Stored data entries
use serde::Serialize;
use serde_json::Value;

use crate::cli::OutputFormat;
use crate::commands::{CommandResult, ErrorView};
use crate::error::CliError;

#[derive(Debug, Serialize)]
struct JsonOutput<'a> {
    data: &'a Value,
    #[serde(skip_serializing_if = "is_empty")]
    warnings: &'a [String],
    #[serde(skip_serializing_if = "is_empty")]
    errors: &'a [ErrorView],
}

fn is_empty<T>(items: &&[T]) -> bool {
    items.is_empty()
}

pub fn render(result: &CommandResult, format: OutputFormat, pretty: bool) -> Result<(), CliError> {
    match format {
        OutputFormat::Json => println!("{}", to_json(result, pretty)?),
        OutputFormat::Table => print!("{}", to_table(result)),
    }
    Ok(())
}

fn to_json(result: &CommandResult, pretty: bool) -> Result<String, CliError> {
    let output = JsonOutput {
        data: &result.data,
        warnings: &result.warnings,
        errors: &result.errors,
    };
    let payload = if pretty {
        serde_json::to_string_pretty(&output)?
    } else {
        serde_json::to_string(&output)?
    };
    Ok(payload)
}

/// Flattens the data object into `path : value` lines. Price history is
/// summarized rather than listed point by point.
fn to_table(result: &CommandResult) -> String {
    let mut rows = Vec::new();
    flatten("", &result.data, &mut rows);

    let width = rows.iter().map(|(key, _)| key.len()).max().unwrap_or(0);
    let mut out = String::new();
    for (key, value) in &rows {
        out.push_str(&format!("{key:<width$} : {value}\n"));
    }

    if !result.warnings.is_empty() {
        out.push_str("warnings:\n");
        for warning in &result.warnings {
            out.push_str(&format!("  - {warning}\n"));
        }
    }

    if !result.errors.is_empty() {
        out.push_str("errors:\n");
        for error in &result.errors {
            out.push_str(&format!("  - {}: {}\n", error.code, error.message));
            out.push_str(&format!("    hint: {}\n", error.hint));
        }
    }

    out
}

fn flatten(prefix: &str, value: &Value, rows: &mut Vec<(String, String)>) {
    match value {
        Value::Object(map) => {
            for (key, child) in map {
                let path = if prefix.is_empty() {
                    key.clone()
                } else {
                    format!("{prefix}.{key}")
                };
                flatten(&path, child, rows);
            }
        }
        Value::Array(items) if key_is_history(prefix) => {
            let summary = match (items.first(), items.last()) {
                (Some(first), Some(last)) => format!(
                    "{} points, {} .. {}",
                    items.len(),
                    first["ts"].as_str().unwrap_or("?"),
                    last["ts"].as_str().unwrap_or("?")
                ),
                _ => String::from("0 points"),
            };
            rows.push((prefix.to_owned(), summary));
        }
        Value::Array(items) => {
            for (index, child) in items.iter().enumerate() {
                flatten(&format!("{prefix}[{index}]"), child, rows);
            }
        }
        Value::String(text) => rows.push((prefix.to_owned(), text.clone())),
        Value::Number(number) => rows.push((prefix.to_owned(), format_number(number))),
        other => rows.push((prefix.to_owned(), other.to_string())),
    }
}

fn key_is_history(path: &str) -> bool {
    path.ends_with("price_history")
}

fn format_number(number: &serde_json::Number) -> String {
    match number.as_f64() {
        Some(value) if number.is_f64() => format!("{value:.4}")
            .trim_end_matches('0')
            .trim_end_matches('.')
            .to_owned(),
        _ => number.to_string(),
    }
}
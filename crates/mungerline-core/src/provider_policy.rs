use std::time::Duration;

use crate::retry::{Backoff, RetryConfig};
use crate::ProviderId;

/// Client-side request budget and retry behaviour for one provider.
#[derive(Debug, Clone, PartialEq)]
pub struct ProviderPolicy {
    pub provider_id: ProviderId,
    pub quota_window: Duration,
    pub quota_limit: u32,
    pub retry: RetryConfig,
}

impl ProviderPolicy {
    /// The quote push servers tolerate bursts but throttle sustained scraping.
    pub fn eastmoney_default() -> Self {
        Self {
            provider_id: ProviderId::Eastmoney,
            quota_window: Duration::from_secs(60),
            quota_limit: 120,
            retry: RetryConfig::default(),
        }
    }

    /// Unauthenticated quoteSummary access answers 429 quickly; stay well under it.
    pub fn yahoo_default() -> Self {
        Self {
            provider_id: ProviderId::Yahoo,
            quota_window: Duration::from_secs(60),
            quota_limit: 30,
            retry: RetryConfig {
                backoff: Backoff::Exponential {
                    base: Duration::from_millis(500),
                    factor: 2.0,
                    max: Duration::from_secs(4),
                    jitter: true,
                },
                ..RetryConfig::default()
            },
        }
    }

    pub fn default_for(provider_id: ProviderId) -> Self {
        match provider_id {
            ProviderId::Eastmoney => Self::eastmoney_default(),
            ProviderId::Yahoo => Self::yahoo_default(),
        }
    }
}
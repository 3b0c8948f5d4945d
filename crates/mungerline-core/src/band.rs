use std::fmt::{Display, Formatter};

use serde::{Deserialize, Serialize};

use crate::engine::DiagnosisResult;

/// Presentation bucket for a diagnosis.
#[derive(Debug, Clone, Copy, PartialEq, Eq, Hash, Serialize, Deserialize)]
#[serde(rename_all = "snake_case")]
pub enum ValuationBand {
    Undervalued,
    HighlyAttractive,
    Fair,
    Overheated,
}

impl ValuationBand {
    pub const fn as_str(self) -> &'static str {
        match self {
            Self::Undervalued => "undervalued",
            Self::HighlyAttractive => "highly_attractive",
            Self::Fair => "fair",
            Self::Overheated => "overheated",
        }
    }

    pub const fn label(self) -> &'static str {
        match self {
            Self::Undervalued => "Undervalued",
            Self::HighlyAttractive => "Highly attractive",
            Self::Fair => "Fair",
            Self::Overheated => "Overheated",
        }
    }
}

impl Display for ValuationBand {
    fn fmt(&self, f: &mut Formatter<'_>) -> std::fmt::Result {
        f.write_str(self.as_str())
    }
}

/// Year cut-offs between bands. Boundaries fall into the middle band.
#[derive(Debug, Clone, Copy, PartialEq, Serialize, Deserialize)]
pub struct BandThresholds {
    pub attractive_below: f64,
    pub overheated_above: f64,
}

impl Default for BandThresholds {
    fn default() -> Self {
        Self {
            attractive_below: 3.0,
            overheated_above: 7.0,
        }
    }
}

impl BandThresholds {
    /// `None` for `NotApplicable`; the model says nothing about those inputs.
    pub fn classify(&self, diagnosis: &DiagnosisResult) -> Option<ValuationBand> {
        match diagnosis {
            DiagnosisResult::AlreadyAttractive => Some(ValuationBand::Undervalued),
            DiagnosisResult::YearsToRegress { years } => Some(self.band_for_years(*years)),
            DiagnosisResult::NotApplicable { .. } => None,
        }
    }

    pub fn band_for_years(&self, years: f64) -> ValuationBand {
        if years < self.attractive_below {
            ValuationBand::HighlyAttractive
        } else if years > self.overheated_above {
            ValuationBand::Overheated
        } else {
            ValuationBand::Fair
        }
    }
}

#[cfg(test)]
mod tests {
    use super::*;
    use crate::engine::NotApplicableReason;

    #[test]
    fn boundaries_belong_to_fair() {
        let thresholds = BandThresholds::default();
        assert_eq!(thresholds.band_for_years(2.99), ValuationBand::HighlyAttractive);
        assert_eq!(thresholds.band_for_years(3.0), ValuationBand::Fair);
        assert_eq!(thresholds.band_for_years(7.0), ValuationBand::Fair);
        assert_eq!(thresholds.band_for_years(7.01), ValuationBand::Overheated);
    }

    #[test]
    fn not_applicable_has_no_band() {
        let thresholds = BandThresholds::default();
        assert_eq!(
            thresholds.classify(&DiagnosisResult::NotApplicable {
                reason: NotApplicableReason::PeInvalid
            }),
            None
        );
        assert_eq!(
            thresholds.classify(&DiagnosisResult::AlreadyAttractive),
            Some(ValuationBand::Undervalued)
        );
    }
}
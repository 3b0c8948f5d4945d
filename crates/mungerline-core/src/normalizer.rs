//! Ticker → canonical [`QuoteRecord`].
//!
//! # Pipeline
//!
//! 1. Trim, upper-case and classify the ticker (`InvalidFormat` on failure).
//! 2. Serve from the quote cache when the [`CacheMode`] allows it.
//! 3. Call the adapter registered for the ticker's market, bounded by the
//!    configured timeout.
//! 4. Apply the market's fallback policy to P/E and growth, tagging every
//!    assumed value as [`Sourced::Defaulted`].
//! 5. Cache the record. Failures are never cached.
//!
//! # Fallback order
//!
//! | Input | Order |
//! |-------|-------|
//! | P/E | trailing → forward → `MarketPolicy::pe_fallback` → `IncompleteFinancials` |
//! | Growth | reported → net-income growth → `MarketPolicy::default_growth` → `IncompleteFinancials` |

use std::sync::Arc;

use tracing::{debug, info, warn};

use crate::adapters::{EastmoneyAdapter, YahooAdapter};
use crate::cache::{CacheMode, QuoteCache};
use crate::config::{ConfigError, MarketPolicy, NormalizerConfig};
use crate::data_source::{
    FetchOptions, MarketDataSource, RawProviderResponse, SourceError, SourceErrorKind,
};
use crate::domain::sort_history;
use crate::growth::net_income_growth;
use crate::http_client::{HttpClient, NoopHttpClient, ReqwestHttpClient};
use crate::{
    validate_currency_code, DefaultReason, FetchError, PartialQuote, ProviderId, QuoteRecord,
    Sourced, Ticker, ValueOrigin,
};

/// Reconciles provider payloads into canonical quote records.
#[derive(Clone)]
pub struct Normalizer {
    config: NormalizerConfig,
    sources: Vec<Arc<dyn MarketDataSource>>,
    cache: QuoteCache,
}

impl Normalizer {
    pub fn builder() -> NormalizerBuilder {
        NormalizerBuilder::new()
    }

    pub fn config(&self) -> &NormalizerConfig {
        &self.config
    }

    pub fn cache(&self) -> &QuoteCache {
        &self.cache
    }

    pub async fn normalize(&self, ticker: &str) -> Result<QuoteRecord, FetchError> {
        self.normalize_with(ticker, CacheMode::Use).await
    }

    pub async fn normalize_with(
        &self,
        ticker: &str,
        cache_mode: CacheMode,
    ) -> Result<QuoteRecord, FetchError> {
        let ticker = Ticker::parse(ticker)?;

        if cache_mode.reads() {
            if let Some(record) = self.cache.get(ticker.as_str()).await {
                debug!(ticker = %ticker, "quote cache hit");
                return Ok(record);
            }
        }

        let source = self
            .sources
            .iter()
            .find(|source| source.supports(ticker.market()))
            .ok_or_else(|| {
                FetchError::UpstreamError(format!(
                    "no data source registered for the {} market",
                    ticker.market()
                ))
            })?;

        let options = FetchOptions {
            include_history: self.config.include_history,
            history_days: self.config.history_days,
            timeout_ms: self.config.timeout_ms(),
        };

        let raw = tokio::time::timeout(self.config.timeout, source.fetch_quote(&ticker, options))
            .await
            .map_err(|_| {
                warn!(ticker = %ticker, provider = %source.id(), "upstream call timed out");
                FetchError::timeout()
            })?
            .map_err(|error| source_to_fetch_error(&ticker, error))?;

        let policy = self.config.policy(ticker.market());
        let record = build_record(ticker, source.id(), raw, policy)?;

        if cache_mode.writes() {
            self.cache
                .put(record.ticker.as_str().to_owned(), record.clone())
                .await;
        }

        info!(
            ticker = %record.ticker,
            provider = %record.provider,
            price = record.price,
            pe = record.trailing_pe.value(),
            growth = record.growth_rate.value(),
            defaulted = record.has_defaults(),
            "quote normalized"
        );
        Ok(record)
    }
}

impl std::fmt::Debug for Normalizer {
    fn fmt(&self, f: &mut std::fmt::Formatter<'_>) -> std::fmt::Result {
        f.debug_struct("Normalizer")
            .field("config", &self.config)
            .field(
                "sources",
                &self.sources.iter().map(|s| s.id()).collect::<Vec<_>>(),
            )
            .field("cache", &self.cache)
            .finish()
    }
}

/// Wires adapters, cache and config into a [`Normalizer`].
///
/// Without [`with_real_clients`](Self::with_real_clients) or an injected
/// client, adapters use [`NoopHttpClient`] and never touch the network.
#[derive(Default)]
pub struct NormalizerBuilder {
    config: NormalizerConfig,
    http_client: Option<Arc<dyn HttpClient>>,
    sources: Vec<Arc<dyn MarketDataSource>>,
}

impl NormalizerBuilder {
    pub fn new() -> Self {
        Self::default()
    }

    /// Starts from [`NormalizerConfig::from_env`].
    pub fn from_env() -> Result<Self, ConfigError> {
        Ok(Self::new().with_config(NormalizerConfig::from_env()?))
    }

    pub fn with_config(mut self, config: NormalizerConfig) -> Self {
        self.config = config;
        self
    }

    pub fn config_mut(&mut self) -> &mut NormalizerConfig {
        &mut self.config
    }

    /// Uses a shared reqwest client (with cookie jar) for every adapter.
    pub fn with_real_clients(self) -> Self {
        self.with_http_client(Arc::new(ReqwestHttpClient::new()))
    }

    /// Uses `http_client` for the built-in adapters.
    pub fn with_http_client(mut self, http_client: Arc<dyn HttpClient>) -> Self {
        self.http_client = Some(http_client);
        self
    }

    /// Registers a custom adapter. Custom adapters take precedence over the
    /// built-in ones for the markets they serve.
    pub fn with_source(mut self, source: Arc<dyn MarketDataSource>) -> Self {
        self.sources.push(source);
        self
    }

    pub fn build(self) -> Normalizer {
        let http_client = self
            .http_client
            .unwrap_or_else(|| Arc::new(NoopHttpClient) as Arc<dyn HttpClient>);

        let mut sources = self.sources;
        sources.push(Arc::new(EastmoneyAdapter::with_http_client(Arc::clone(
            &http_client,
        ))));
        sources.push(Arc::new(YahooAdapter::with_http_client(
            http_client,
            self.config.yahoo_cookie.clone(),
        )));

        Normalizer {
            cache: QuoteCache::new(self.config.cache_ttl),
            config: self.config,
            sources,
        }
    }
}

/// Provider messages and status codes stay in the debug log. Callers get a
/// fixed, provider-neutral detail per error kind.
fn source_to_fetch_error(ticker: &Ticker, error: SourceError) -> FetchError {
    debug!(ticker = %ticker, code = error.code(), error = %error, "data source failed");
    match error.kind() {
        SourceErrorKind::RateLimited => FetchError::RateLimited {
            retry_after: error.retry_after(),
        },
        SourceErrorKind::Timeout => FetchError::timeout(),
        SourceErrorKind::NotFound => FetchError::PriceUnavailable {
            ticker: ticker.as_str().to_owned(),
        },
        SourceErrorKind::Unavailable => FetchError::UpstreamError(String::from("unavailable")),
        SourceErrorKind::Unauthorized => FetchError::UpstreamError(String::from("unauthorized")),
        SourceErrorKind::Malformed => {
            FetchError::UpstreamError(String::from("malformed response"))
        }
        SourceErrorKind::Internal => FetchError::UpstreamError(String::from("internal")),
    }
}

/// Applies the market fallback policy to an adapter payload.
pub fn build_record(
    ticker: Ticker,
    provider: ProviderId,
    raw: RawProviderResponse,
    policy: MarketPolicy,
) -> Result<QuoteRecord, FetchError> {
    let Some(price) = raw.price.filter(|price| price.is_finite() && *price > 0.0) else {
        return Err(FetchError::PriceUnavailable {
            ticker: ticker.as_str().to_owned(),
        });
    };

    // Both chains only read the payload; resolve them before it is taken apart.
    let trailing_pe = resolve_pe(&raw, policy);
    let growth_rate = resolve_growth(&raw, policy);

    let RawProviderResponse {
        display_name,
        currency,
        price_history,
        ..
    } = raw;
    let currency = currency
        .as_deref()
        .and_then(|code| validate_currency_code(code).ok())
        .unwrap_or_else(|| ticker.market().currency().to_owned());
    let price_history = price_history
        .map(sort_history)
        .filter(|points| !points.is_empty());

    let inputs = trailing_pe
        .ok_or_else(|| String::from("no trailing or forward P/E reported"))
        .and_then(|pe| growth_rate.map(|growth| (pe, growth)));
    let (trailing_pe, growth_rate) = match inputs {
        Ok(inputs) => inputs,
        Err(detail) => {
            let partial = PartialQuote {
                ticker: ticker.as_str().to_owned(),
                display_name: display_name.unwrap_or_else(|| ticker.as_str().to_owned()),
                price,
                currency,
                price_history,
            };
            return Err(FetchError::incomplete(detail).with_partial(partial));
        }
    };
    if trailing_pe.is_defaulted() {
        warn!(ticker = %ticker, pe = trailing_pe.value(), "using market default P/E");
    }
    if growth_rate.is_defaulted() {
        warn!(ticker = %ticker, growth = growth_rate.value(), "using market default growth rate");
    }

    QuoteRecord::new(
        ticker,
        provider,
        display_name,
        price,
        currency,
        trailing_pe,
        growth_rate,
        price_history,
    )
    .map_err(|error| FetchError::UpstreamError(error.to_string()))
}

fn resolve_pe(raw: &RawProviderResponse, policy: MarketPolicy) -> Option<Sourced<f64>> {
    let usable = |pe: &f64| pe.is_finite() && *pe != 0.0;

    raw.trailing_pe
        .filter(usable)
        .map(|pe| Sourced::observed(pe, ValueOrigin::TrailingPe))
        .or_else(|| {
            raw.forward_pe
                .filter(usable)
                .map(|pe| Sourced::observed(pe, ValueOrigin::ForwardPe))
        })
        .or_else(|| {
            policy
                .pe_fallback
                .map(|pe| Sourced::defaulted(pe, DefaultReason::NoPeData))
        })
}

fn resolve_growth(raw: &RawProviderResponse, policy: MarketPolicy) -> Result<Sourced<f64>, String> {
    if let Some(rate) = raw.growth_rate.filter(|rate| rate.is_finite()) {
        return Ok(Sourced::observed(rate, ValueOrigin::ReportedGrowth));
    }

    let detail = if raw.net_income.is_empty() {
        String::from("no growth rate or net income history reported")
    } else {
        match net_income_growth(&raw.net_income) {
            Ok(estimate) => return Ok(Sourced::observed(estimate.rate, estimate.method.origin())),
            Err(error) => error.to_string(),
        }
    };

    policy
        .default_growth
        .map(|rate| Sourced::defaulted(rate, DefaultReason::NoGrowthData))
        .ok_or(detail)
}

▶ [ASSIGNMENT]: Read the entries and show each line that mentions "YahooAdapter".

▶ [REPLY TO THE EXERCISE]:
use crate::adapters::{EastmoneyAdapter, YahooAdapter};
        sources.push(Arc::new(YahooAdapter::with_http_client(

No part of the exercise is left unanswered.